The base connection is flexible, not fully pinned/fixed, implying a nonlinear moment–rotation relationship. This deviates from a linear response, where rotation is not directly proportional to the applied moment. Numerical investigations using the commercial software ABAQUS were conducted to analyze the steel base plate connections. The finite element (FE) models were verified against previous experimental results. Moreover, numerical findings of a comprehensive parametric investigation were conducted. The studied connections were examined with different configurations, including variations in the diameter, spacing, and number of the anchor bolts; the thickness of the base plate; and the applied axial force.
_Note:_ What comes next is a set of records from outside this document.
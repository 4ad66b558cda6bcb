//! Cached view of enum column usage
//!
//! The removal decision needs to know whether any column other than the one
//! being dropped still uses an enum type, and the read-back path needs to
//! resolve a column's type name. Both are served from a single catalog read
//! cached for the duration of a sync run.

use std::sync::Arc;

use super::Result;
use super::introspection::EnumIntrospector;

/// One table column whose type is a native enum.
#[derive(Debug, Clone, PartialEq, Eq)]
pub struct ColumnUsage {
	pub table: String,
	pub column: String,
	pub type_name: String,
}

/// Lazily loaded registry of enum-typed columns.
pub struct UsageRegistry {
	introspector: Arc<dyn EnumIntrospector>,
	cache: Option<Vec<ColumnUsage>>,
}

impl UsageRegistry {
	pub fn new(introspector: Arc<dyn EnumIntrospector>) -> Self {
		Self {
			introspector,
			cache: None,
		}
	}

	/// Whether any column other than `table.column` uses the type.
	pub async fn is_used_elsewhere(
		&mut self,
		type_name: &str,
		table: &str,
		column: &str,
	) -> Result<bool> {
		Ok(self.load().await?.iter().any(|usage| {
			usage.type_name == type_name && !(usage.table == table && usage.column == column)
		}))
	}

	/// The enum type name of `table.column`, if the column is enum-typed.
	pub async fn column_type(&mut self, table: &str, column: &str) -> Result<Option<String>> {
		Ok(self
			.load()
			.await?
			.iter()
			.find(|usage| usage.table == table && usage.column == column)
			.map(|usage| usage.type_name.clone()))
	}

	/// Drop the cache. Must be called at every session boundary.
	pub fn reset(&mut self) {
		self.cache = None;
	}

	async fn load(&mut self) -> Result<&[ColumnUsage]> {
		if self.cache.is_none() {
			let usage = self.introspector.enum_usage().await?;
			tracing::debug!(columns = usage.len(), "loaded enum column usage from database");
			self.cache = Some(usage);
		}

		// Just populated above when absent.
		Ok(self.cache.as_deref().unwrap())
	}
}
The current study aims to use numerical results combined with the whale optimization algorithm (WOA) and classical genetic algorithm (GA) to derive a formulation for the moment–rotation (M-θr) relationship. The distinctive aspect of this formulation is that it aims to simulate the nonlinear rotational behavior exhibited by flexible base connections under combined moment and tension loads, while also considering various parameters such as bolt number/diameter and plate thickness. The findings indicate that the WOA is capable of obtaining an optimal equation for accurately simulating the M-Ɵr relationship. This underscores the ability of the WOA to effectively address the complexity of the problem and provide a reliable equation for predicting the rotational behavior of such connections. Consequently, the WOA method can be utilized to calculate the rotational stiffness at H/150, offering valuable support for engineering design processes.